We wonder where it will end. What if? What will happen? Our heart eyes jump forward to the future's unknowns.

In the wild winds of March, in the uncertainty of the ups and downs of the weather and viruses and world situations: the winds of change still remind us, God is bringing all things to a new spring. The March drizzle will not delay his spring, but only heralds coming dawn, sprinkled with pink dogwoods and mirrored by pink-lined spring beauty.

In the uncertainties of the world, Jesus says, "Come, walk with me." As we pant up the hill of unknowns, Jesus talks our hand and calms our beating heart. He is not worried; he asks us to pause stop and see his hand. Can you catch his hand and sense his surety?

Through the narrow, crooked gate, up through the path lined in fallen leaves. We are prone to walk past it, to get to the end and see where. But Jesus pauses, and points out the nest from last year: the cardinals will build again, and he sees each sparrow.

We are tempted to walk past it, but Jesus takes time to stop, halting us with a tug of his Spirit and hand. Stop, look. Look at the beauty of the deep green juniper at the bend. A contrast to the grey worry-winter. See? The evergreen a sign of his faithfulness, ever true, ever living.

The craggy trees hardly capture our eye. But Jesus pauses and exalts in the artistic lines of the twisted branches, the sheer majesty of age of wizened, thick trunks. We pause and see a sign of the God who is unchanging, eternal, in the ages of the trees.

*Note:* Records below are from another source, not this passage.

//! C8 — provider contract. The uniform interface every family-specific adapter (C9) satisfies.
//!
//! A generalization of the teacher's `ClientWrapper` trait: capability flags, streaming chunk
//! variants, citations, tool calls, code-execution records, and structured metadata are added
//! per §4.8, replacing the teacher's narrower chat-only contract.

pub mod common;
pub mod compat;
pub mod anthropic;
pub mod gemini;
pub mod openai;

use crate::airborne::retry::CancellationFlag;
use async_trait::async_trait;
use futures_util::stream::Stream;
use std::collections::HashMap;
use std::pin::Pin;

/// Conversation role, mirroring the teacher's `Role` but flattened to plain data so it can be
/// translated into any vendor's wire shape.
#[derive(Debug, Clone, PartialEq, Eq)]
pub enum Role {
    System,
    User,
    Assistant,
    Tool { call_id: String },
}

#[derive(Debug, Clone)]
pub struct HistoryMessage {
    pub role: Role,
    pub content: String,
}

#[derive(Debug, Clone)]
pub struct InlineFileRef {
    pub uri: String,
    pub mime_type: String,
    pub filename: String,
}

#[derive(Debug, Clone)]
pub struct ToolDefinition {
    pub name: String,
    pub description: String,
    pub parameters_schema: serde_json::Value,
}

/// Capability flags an adapter advertises; stable for the lifetime of the adapter instance.
#[derive(Debug, Clone, Copy, Default)]
pub struct Capabilities {
    pub file_search: bool,
    pub web_search: bool,
    pub native_continuity: bool,
    pub streaming: bool,
}

/// The known extensible provider option keys (§9 design notes).
#[derive(Debug, Clone, Copy, PartialEq, Eq)]
pub enum SafetyThreshold {
    BlockNone,
    LowAndAbove,
    MediumAndAbove,
    OnlyHigh,
}

#[derive(Debug, Clone, Copy, PartialEq, Eq)]
pub enum ThinkingLevel {
    Minimal,
    Low,
    Medium,
    High,
}

/// Typed view over the tenant's extra-options map; unknown keys are ignored.
#[derive(Debug, Clone, Default)]
pub struct ProviderOptions {
    pub safety_threshold: Option<SafetyThreshold>,
    pub thinking_level: Option<ThinkingLevel>,
    pub thinking_budget: Option<i64>,
    pub include_thoughts: Option<bool>,
}

impl ProviderOptions {
    pub fn from_map(map: &HashMap<String, String>) -> Self {
        let safety_threshold = map.get("safety_threshold").and_then(|v| match v.as_str() {
            "BLOCK_NONE" => Some(SafetyThreshold::BlockNone),
            "LOW_AND_ABOVE" => Some(SafetyThreshold::LowAndAbove),
            "MEDIUM_AND_ABOVE" => Some(SafetyThreshold::MediumAndAbove),
            "ONLY_HIGH" => Some(SafetyThreshold::OnlyHigh),
            _ => None,
        });
        let thinking_level = map.get("thinking_level").and_then(|v| match v.as_str() {
            "MINIMAL" => Some(ThinkingLevel::Minimal),
            "LOW" => Some(ThinkingLevel::Low),
            "MEDIUM" => Some(ThinkingLevel::Medium),
            "HIGH" => Some(ThinkingLevel::High),
            _ => None,
        });
        let thinking_budget = map.get("thinking_budget").and_then(|v| v.parse().ok());
        let include_thoughts = map.get("include_thoughts").and_then(|v| v.parse().ok());
        ProviderOptions {
            safety_threshold,
            thinking_level,
            thinking_budget,
            include_thoughts,
        }
    }
}

/// Feature toggles carried on a per-request basis.
#[derive(Debug, Clone, Default)]
pub struct FeatureToggles {
    pub enable_file_search: Option<String>,
    pub enable_web_search: bool,
    pub enable_code_execution: bool,
    pub enable_structured_output: bool,
}

/// Per-request provider configuration.
#[derive(Debug, Clone, Default)]
pub struct ProviderRequestConfig {
    pub api_key: String,
    pub base_url_override: Option<String>,
    pub model_override: Option<String>,
    pub temperature: Option<f32>,
    pub top_p: Option<f32>,
    pub max_output_tokens: Option<u32>,
    pub extra_options: HashMap<String, String>,
}

/// Parameters carried into `Generate`/`GenerateStream`.
#[derive(Debug, Clone)]
pub struct GenerateParams {
    pub system_instructions: Option<String>,
    pub user_input: String,
    pub history: Vec<HistoryMessage>,
    pub inline_files: Vec<InlineFileRef>,
    pub tools: Vec<ToolDefinition>,
    pub config: ProviderRequestConfig,
    pub features: FeatureToggles,
    pub previous_response_id: Option<String>,
    pub request_id: String,
    pub client_id: String,
    /// Observed by C7's retry loop; set once the caller gives up on this request (§4.7/§5).
    pub cancelled: CancellationFlag,
}

#[derive(Debug, Clone, Default)]
pub struct TokenUsage {
    pub input_tokens: u64,
    pub output_tokens: u64,
    pub total_tokens: u64,
    pub cached_tokens: u64,
    pub reasoning_tokens: u64,
}

#[derive(Debug, Clone)]
pub struct Citation {
    pub url: Option<String>,
    pub file_id: Option<String>,
    pub start_index: Option<u32>,
    pub end_index: Option<u32>,
}

#[derive(Debug, Clone)]
pub struct ToolCallRequest {
    pub id: String,
    pub name: String,
    pub arguments: serde_json::Value,
}

#[derive(Debug, Clone)]
pub struct CodeExecutionRecord {
    pub code: String,
    pub language: String,
    pub stdout: String,
    pub exit_code: i32,
}

#[derive(Debug, Clone, Default)]
pub struct StructuredMetadata {
    pub intent: Option<String>,
    pub entities: Vec<(String, String)>,
    pub topics: Vec<String>,
    pub scheduling_signal: Option<String>,
}

/// Result of a unary `Generate` call.
#[derive(Debug, Clone)]
pub struct GenerateResult {
    pub text: String,
    pub usage: TokenUsage,
    pub model: String,
    pub citations: Vec<Citation>,
    pub response_id: Option<String>,
    pub tool_calls: Vec<ToolCallRequest>,
    pub code_executions: Vec<CodeExecutionRecord>,
    pub structured_metadata: Option<StructuredMetadata>,
    pub raw_request: Option<serde_json::Value>,
    pub raw_response: Option<serde_json::Value>,
}

/// Stream chunks: a tagged union over text delta, tool call, code-execution event, thinking
/// delta, error, and completion.
#[derive(Debug, Clone)]
pub enum StreamChunk {
    Text { delta: String },
    ToolCall(ToolCallRequest),
    CodeExecution(CodeExecutionRecord),
    /// Intermediate reasoning delta; surfaced as text by callers that don't distinguish kinds.
    Thinking { delta: String },
    Error { message: String, retryable: bool },
    Complete {
        usage: TokenUsage,
        model: String,
        tool_calls: Vec<ToolCallRequest>,
        response_id: Option<String>,
        raw_request: Option<serde_json::Value>,
        raw_response: Option<serde_json::Value>,
    },
}

pub type ChunkStream = Pin<Box<dyn Stream<Item = Result<StreamChunk, String>> + Send>>;

/// The uniform contract every concrete provider adapter satisfies.
#[async_trait]
pub trait ProviderAdapter: Send + Sync {
    /// Stable identifier, e.g. `"openai"`, `"anthropic"`, `"gemini"`, `"groq"`.
    fn name(&self) -> &str;

    /// Capability flags; stable for the lifetime of this adapter instance.
    fn capabilities(&self) -> Capabilities;

    /// Blocking unary call.
    async fn generate(&self, params: GenerateParams) -> Result<GenerateResult, String>;

    /// Lazy sequence of chunks; closes on completion or error. Adapters without native
    /// streaming support may return `Err` with a `failed-precondition`-style message; the
    /// orchestrator checks `capabilities().streaming` before calling this.
    async fn generate_stream(&self, params: GenerateParams) -> Result<ChunkStream, String>;

    /// Upload a document into this provider's own hosted file-search store (§4.9), for
    /// providers that host one. Adapters without a native store return an error; callers
    /// should check `capabilities().file_search` first.
    async fn upload_to_file_search_store(
        &self,
        _config: &ProviderRequestConfig,
        _store_id: &str,
        _bytes: Vec<u8>,
        _filename: &str,
        _mime_type: &str,
    ) -> Result<(), String> {
        Err(format!("{} does not host a native file-search store", self.name()))
    }
}
//! C6 — URL validator. Rejects non-HTTPS, private, and metadata endpoints for provider base
//! URLs. Grounded on the teacher's SSRF deny-list (`tools/http_client.rs::is_ssrf_ip`), extended
//! with the IPv6 ULA range and applied both at the request boundary and again by each provider
//! adapter before a network call.

use std::net::IpAddr;

#[derive(Debug, Clone, PartialEq, Eq)]
pub struct UrlRejection(pub String);

impl std::fmt::Display for UrlRejection {
    fn fmt(&self, f: &mut std::fmt::Formatter<'_>) -> std::fmt::Result {
        write!(f, "{}", self.0)
    }
}

/// `Validate(url) → ok | reject(reason)`.
pub fn validate(url: &str) -> Result<(), UrlRejection> {
    if url.is_empty() {
        return Err(UrlRejection("url is empty".to_string()));
    }

    let (scheme, rest) = match url.split_once("://") {
        Some(parts) => parts,
        None => return Err(UrlRejection("url has no recognizable scheme".to_string())),
    };

    let authority = rest.split('/').next().unwrap_or("");
    let authority = authority.rsplit_once('@').map(|(_, h)| h).unwrap_or(authority);
    let host = if let Some(bracketed) = authority.strip_prefix('[') {
        bracketed.split(']').next().unwrap_or("")
    } else {
        authority.split(':').next().unwrap_or(authority)
    };
    if host.is_empty() {
        return Err(UrlRejection("url has no host".to_string()));
    }

    let is_localhost = host == "localhost" || host == "127.0.0.1" || host == "::1";

    match scheme {
        "https" => {}
        "http" if is_localhost => {}
        "http" => {
            return Err(UrlRejection(
                "http scheme is only permitted for localhost/127.0.0.1/::1".to_string(),
            ))
        }
        other => return Err(UrlRejection(format!("unsupported scheme '{}'", other))),
    }

    if let Ok(ip) = host.parse::<IpAddr>() {
        if is_blocked_ip(ip) {
            return Err(UrlRejection(format!(
                "host resolves to a disallowed address range: {}",
                ip
            )));
        }
    }

    if host == "169.254.169.254" {
        return Err(UrlRejection("metadata endpoint is not permitted".to_string()));
    }

    Ok(())
}

/// `true` for literal IPv4 private ranges (10/8, 172.16/12, 192.168/16) and IPv6 ULA
/// (`fc00::/7`), matching §4.6 exactly. The validator does not itself resolve hostnames; see
/// the design notes' accepted DNS-rebinding residual risk.
pub fn is_blocked_ip(ip: IpAddr) -> bool {
    match ip {
        IpAddr::V4(v4) => {
            let o = v4.octets();
            if o[0] == 10 {
                return true;
            }
            if o[0] == 172 && (16..=31).contains(&o[1]) {
                return true;
            }
            if o[0] == 192 && o[1] == 168 {
                return true;
            }
            if o[0] == 169 && o[1] == 254 {
                return true;
            }
            if o[0] == 127 {
                return true;
            }
            false
        }
        IpAddr::V6(v6) => {
            if v6.is_loopback() || v6.is_unspecified() {
                return true;
            }
            // fc00::/7 — unique local addresses
            let segments = v6.segments();
            (segments[0] & 0xfe00) == 0xfc00
        }
    }
}

#[cfg(test)]
mod tests {
    use super::*;

    #[test]
    fn rejects_empty() {
        assert!(validate("").is_err());
    }

    #[test]
    fn accepts_https() {
        assert!(validate("https://api.openai.com/v1").is_ok());
    }

    #[test]
    fn rejects_plain_http_for_non_localhost() {
        assert!(validate("http://api.openai.com/v1").is_err());
    }

    #[test]
    fn accepts_http_for_localhost() {
        assert!(validate("http://127.0.0.1:11434/api").is_ok());
        assert!(validate("http://localhost:11434/api").is_ok());
    }

    #[test]
    fn rejects_private_v4_ranges() {
        assert!(validate("https://10.1.2.3/").is_err());
        assert!(validate("https://172.16.0.1/").is_err());
        assert!(validate("https://172.31.255.255/").is_err());
        assert!(validate("https://192.168.1.1/").is_err());
    }

    #[test]
    fn rejects_metadata_address() {
        assert!(validate("https://169.254.169.254/latest/meta-data").is_err());
    }

    #[test]
    fn rejects_ipv6_ula() {
        assert!(validate("https://[fc00::1]/").is_err());
        assert!(validate("https://[fd12:3456::1]/").is_err());
    }

    #[test]
    fn rejects_unrecognized_scheme() {
        assert!(validate("ftp://example.com/").is_err());
        assert!(validate("not-a-url").is_err());
    }

    #[test]
    fn is_blocked_ip_boundaries() {
        assert!(!is_blocked_ip("172.15.255.255".parse().unwrap()));
        assert!(is_blocked_ip("172.16.0.0".parse().unwrap()));
        assert!(is_blocked_ip("172.31.255.255".parse().unwrap()));
        assert!(!is_blocked_ip("172.32.0.0".parse().unwrap()));
    }
}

Down the glacier-carved gullies of fear, up and then down another, around the bends of unknowns, we begin to catch Jesus' present pauses. "Look, a duck on the swamp! Look, a squirrel on the branch!" The journey becomes rich, seeing his eyes, his hand, present.

Then, then up to the east, at the base of an oak tree: the hepatica. Brush aside the fallen oak leaves, the falls that had heralded the worries of winter. But underneath God has been growing: the beautiful hepatic. First of the wildflowers in the woods, it comes out before the spring beauty, the more tender squirrel's corn and dutchman's britches. The black cohosh and geraniums have not peeped. The crocus has--in the protected garden. But here in the wild, in the chills of the winter-weary woods, springs the hepatica. Beauty from God's own hand.

Come, walk with Jesus. In the worries, fears, unknowns, pause to see the junipers, apple trees, nests, and hepaticas of his faithfulness and presence.

I tried to capture this in a poem. The sapphic is a closely structured poem, with a certain syllabic meter. The sense of anticipation and searching, carefully within the structure of God's sovereignty, God's power, God's love, and God's poety.

Hepatica Loose Sapphic
Come, might hepatica be out to welcome
Early spring? Up the hill and around the trail
Up to the bank where the hepatica grows:
Here we look for spring.


First to appear may be the crocus dainty,
Raising her head in a sheltered garden bed.
But the hepatica still in winter’s chill:
Surely spring has come.


Under aging leaves in musty winter’s smell
Still edged with morning’s frost and lifting fog,
Base of oak, brush it clear and find nestled there
Spring’s hepatica.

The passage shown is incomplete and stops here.